The Boston Globe

Nation

Drought worsens in Plains states, food prices rise

ST. LOUIS — The Plains states, where the production of corn and soybeans is key, are being hit harder by excessive drought conditions after the hottest July on record in the continental United States, contributing to a surge in global food prices.

The weekly US Drought Monitor map released Thursday showed that the areas of the contiguous United States mired in drought conditions dropped a little more than 1 percentage point, to 78.14 percent of total area. But the expanse still gripped by extreme or exceptional drought — the two worst classifications — rose to 24.14 percent, up nearly 2 points from the week before.

That is because key farm states did not get as much benefit from rain as elsewhere, on the heels of temperatures in July that federal scientists said were so high they broke a record set during the 1930s.

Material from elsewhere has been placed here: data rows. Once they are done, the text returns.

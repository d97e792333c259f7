/// API routes and handlers
pub mod admin;
pub mod admin_auth;
pub mod health;
pub mod public;

use crate::{context::AppContext, error::HoleError};
use axum::{
    async_trait,
    extract::{rejection::JsonRejection, FromRequest, Request},
    Json, Router,
};
use serde::Deserialize;

/// Build API routes
pub fn routes() -> Router<AppContext> {
    Router::new()
        .merge(health::routes())
        .merge(public::routes())
        .merge(admin_auth::routes())
        .merge(admin::routes())
}

/// JSON body whose rejections use the service error format
pub struct JsonBody<T>(pub T);

#[async_trait]
impl<T, S> FromRequest<S> for JsonBody<T>
where
    Json<T>: FromRequest<S, Rejection = JsonRejection>,
    S: Send + Sync,
{
    type Rejection = HoleError;

    async fn from_request(req: Request, state: &S) -> Result<Self, Self::Rejection> {
        match Json::<T>::from_request(req, state).await {
            Ok(Json(value)) => Ok(Self(value)),
            Err(rejection) => Err(HoleError::Validation(rejection.body_text())),
        }
    }
}

/// `?limit=&offset=` paging
#[derive(Debug, Clone, Copy, Deserialize)]
pub struct Pagination {
    #[serde(default = "default_limit")]
    pub limit: i64,
    #[serde(default)]
    pub offset: i64,
}

fn default_limit() -> i64 {
    50
}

Growers in Iowa — the nation’s biggest corn and soybean producer — saw their conditions further deteriorate, with the amount of that state in extreme or exceptional drought more than doubling, from 30.74 percent last week to 69.14 percent now. In Nebraska, the expanse of land considered in the two worst drought categories rose to 91.2 percent, up 8 percentage points. The area of Kansas in exceptional drought more than doubled, to 38.58 percent.

Those dry conditions have factored into a sharp rise in global food prices after three months of decline, the UN’s Rome-based Food and Agriculture Organization said in its monthly price report Thursday.

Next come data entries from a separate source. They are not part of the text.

// ============================================================================
// Potholes and photos
// ============================================================================

#[derive(Debug, Deserialize)]
struct PotholeListQuery {
    status: Option<PotholeStatus>,
    #[serde(default = "default_limit")]
    limit: i64,
    #[serde(default)]
    offset: i64,
}

#[derive(Debug, Deserialize)]
struct PhotoListQuery {
    status: Option<PhotoStatus>,
    #[serde(default = "default_limit")]
    limit: i64,
    #[serde(default)]
    offset: i64,
}

fn default_limit() -> i64 {
    50
}

async fn list_potholes(
    State(ctx): State<AppContext>,
    _auth: AdminAuth,
    Query(query): Query<PotholeListQuery>,
) -> HoleResult<Json<serde_json::Value>> {
    let potholes = ctx
        .potholes
        .list(query.status, query.limit, query.offset)
        .await?;
    let counts: serde_json::Map<String, serde_json::Value> = ctx
        .potholes
        .count_by_status()
        .await?
        .into_iter()
        .map(|(status, count)| (status.to_string(), json!(count)))
        .collect();

    Ok(Json(json!({ "potholes": potholes, "counts": counts })))
}

#[derive(Debug, Deserialize)]
struct StatusRequest {
    status: PotholeStatus,
}

async fn set_pothole_status(
    State(ctx): State<AppContext>,
    auth: AdminAuth<RequireEditor>,
    Path(id): Path<String>,
    JsonBody(request): JsonBody<StatusRequest>,
) -> HoleResult<Json<serde_json::Value>> {
    let pothole = ctx.potholes.set_status(&id, request.status).await?;

    ctx.audit
        .record(
            AuditEvent::new("pothole_status_changed")
                .by(&auth.user.id)
                .on("pothole", &id)
                .from_ip(&auth.client.ip_hash)
                .details(json!({ "status": request.status })),
        )
        .await;

    Ok(Json(json!({ "ok": true, "pothole": pothole })))
}

async fn delete_pothole(
    State(ctx): State<AppContext>,
    auth: AdminAuth<RequireAdmin>,
    Path(id): Path<String>,
) -> HoleResult<Json<serde_json::Value>> {
    let photo_paths = ctx.potholes.delete(&id).await?;
    ctx.photos.remove_files(&photo_paths).await;

    ctx.audit
        .record(
            AuditEvent::new("pothole_deleted")
                .by(&auth.user.id)
                .on("pothole", &id)
                .from_ip(&auth.client.ip_hash)
                .details(json!({ "photos": photo_paths.len() })),
        )
        .await;

    Ok(Json(json!({ "ok": true })))
}

async fn list_photos(
    State(ctx): State<AppContext>,
    _auth: AdminAuth,
    Query(query): Query<PhotoListQuery>,
) -> HoleResult<Json<serde_json::Value>> {
    let photos = ctx
        .photos
        .list(query.status, query.limit, query.offset)
        .await?;
    Ok(Json(json!({ "photos": photos })))
}

async fn photo_file(
    State(ctx): State<AppContext>,
    _auth: AdminAuth,
    Path(id): Path<String>,
) -> HoleResult<Response> {
    let (photo, data) = ctx.photos.open(&id, false).await?;
    Ok((
        [
            (header::CONTENT_TYPE, photo.content_type),
            (header::CACHE_CONTROL, "private, no-store".to_string()),
        ],
        data,
    )
        .into_response())
}

async fn review_photo(
    ctx: &AppContext,
    auth: &AdminAuth<RequireEditor>,
    id: &str,
    decision: PhotoStatus,
) -> HoleResult<Json<serde_json::Value>> {
    let photo = ctx.photos.review(id, decision, &auth.user.id).await?;

    let action = match decision {
        PhotoStatus::Approved => "photo_approved",
        _ => "photo_rejected",
    };
    ctx.audit
        .record(
            AuditEvent::new(action)
                .by(&auth.user.id)
                .on("photo", id)
                .from_ip(&auth.client.ip_hash)
                .details(json!({ "potholeId": photo.pothole_id })),
        )
        .await;

    Ok(Json(json!({ "ok": true, "photo": photo })))
}

async fn approve_photo(
    State(ctx): State<AppContext>,
    auth: AdminAuth<RequireEditor>,
    Path(id): Path<String>,
) -> HoleResult<Json<serde_json::Value>> {
    review_photo(&ctx, &auth, &id, PhotoStatus::Approved).await
}

async fn reject_photo(
    State(ctx): State<AppContext>,
    auth: AdminAuth<RequireEditor>,
    Path(id): Path<String>,
) -> HoleResult<Json<serde_json::Value>> {
    review_photo(&ctx, &auth, &id, PhotoStatus::Rejected).await
}

#[derive(Debug, Clone, Copy, Deserialize)]
#[serde(rename_all = "lowercase")]
enum BulkAction {
    Approve,
    Reject,
}

impl BulkAction {
    fn decision(self) -> PhotoStatus {
        match self {
            BulkAction::Approve => PhotoStatus::Approved,
            BulkAction::Reject => PhotoStatus::Rejected,
        }
    }

    fn audit_action(self) -> &'static str {
        match self {
            BulkAction::Approve => "photo.bulk_approve",
            BulkAction::Reject => "photo.bulk_reject",
        }
    }
}

#[derive(Debug, Deserialize)]
struct BulkReviewRequest {
    action: BulkAction,
    ids: Vec<Uuid>,
}

async fn bulk_review_photos(
    State(ctx): State<AppContext>,
    auth: AdminAuth<RequireEditor>,
    JsonBody(request): JsonBody<BulkReviewRequest>,
) -> HoleResult<Json<serde_json::Value>> {
    let ids: Vec<String> = request.ids.iter().map(Uuid::to_string).collect();
    let outcome = ctx
        .photos
        .review_many(&ids, request.action.decision(), &auth.user.id)
        .await?;

    ctx.audit
        .record(
            AuditEvent::new(request.action.audit_action())
                .by(&auth.user.id)
                .from_ip(&auth.client.ip_hash)
                .details(json!({
                    "ids": outcome.updated,
                    "count": outcome.updated.len(),
                    "skipped": outcome.skipped,
                })),
        )
        .await;

    Ok(Json(json!({
        "ok": true,
        "updated": outcome.updated.len(),
        "skipped": outcome.skipped,
    })))
}

// ============================================================================
// User management
// ============================================================================

async fn list_users(
    State(ctx): State<AppContext>,
    _auth: AdminAuth<RequireAdmin>,
) -> HoleResult<Json<serde_json::Value>> {
    let users = ctx.users.list().await?;
    Ok(Json(json!({ "users": users })))
}

#[derive(Debug, Deserialize)]
struct RoleRequest {
    role: Role,
}

async fn change_role(
    State(ctx): State<AppContext>,
    auth: AdminAuth<RequireAdmin>,
    Path(id): Path<String>,
    JsonBody(request): JsonBody<RoleRequest>,
) -> HoleResult<Json<serde_json::Value>> {
    let user = ctx
        .users
        .change_role(&auth.user.id, &id, request.role)
        .await?;

    ctx.audit
        .record(
            AuditEvent::new("user_role_changed")
                .by(&auth.user.id)
                .on("admin_user", &id)
                .from_ip(&auth.client.ip_hash)
                .details(json!({ "role": request.role })),
        )
        .await;

    Ok(Json(json!({ "ok": true, "user": user })))
}

async fn activate_user(
    State(ctx): State<AppContext>,
    auth: AdminAuth<RequireAdmin>,
    Path(id): Path<String>,
) -> HoleResult<Json<serde_json::Value>> {
    if id == auth.user.id {
        return Err(HoleError::Validation("You cannot activate yourself".to_string()));
    }
    let user = ctx.users.activate(&id).await?;

    ctx.audit
        .record(
            AuditEvent::new("user_activated")
                .by(&auth.user.id)
                .on("admin_user", &id)
                .from_ip(&auth.client.ip_hash),
        )
        .await;

    Ok(Json(json!({ "ok": true, "user": user })))
}

async fn deactivate_user(
    State(ctx): State<AppContext>,
    auth: AdminAuth<RequireAdmin>,
    Path(id): Path<String>,
) -> HoleResult<Json<serde_json::Value>> {
    let revoked = ctx.users.deactivate(&auth.user.id, &id).await?;

    ctx.audit
        .record(
            AuditEvent::new("user_deactivated")
                .by(&auth.user.id)
                .on("admin_user", &id)
                .from_ip(&auth.client.ip_hash)
                .details(json!({ "revokedSessions": revoked })),
        )
        .await;

    Ok(Json(json!({ "ok": true, "revokedSessions": revoked })))
}

async fn revoke_user_sessions(
    State(ctx): State<AppContext>,
    auth: AdminAuth<RequireAdmin>,
    Path(id): Path<String>,
) -> HoleResult<Json<serde_json::Value>> {
    if id == auth.user.id {
        return Err(HoleError::Validation(
            "Use revoke-others for your own sessions".to_string(),
        ));
    }
    let revoked = ctx.sessions.invalidate_all_for_user(&id, None).await?;

    ctx.audit
        .record(
            AuditEvent::new("user_sessions_revoked")
                .by(&auth.user.id)
                .on("admin_user", &id)
                .from_ip(&auth.client.ip_hash)
                .details(json!({ "revoked": revoked })),
        )
        .await;

    Ok(Json(json!({ "ok": true, "revoked": revoked })))
}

Severe drought punishing the US midsection has sent corn prices soaring by almost 23 percent, and expectations of worsened crop prospects in Russia because of dry weather sent world wheat prices up 19 percent, according to the FAO, which keeps close tabs on volatile global prices.

The US leads the world in exporting corn, soybeans, and wheat, and the surging prices are expected to be felt across the international marketplace, hurting poor food-importing countries, said a study by British charity Oxfam issued on the eve of the UN report.

The FAO said its overall food price index climbed 6 percentage points in July, although it was well below the peak reached in February 2011.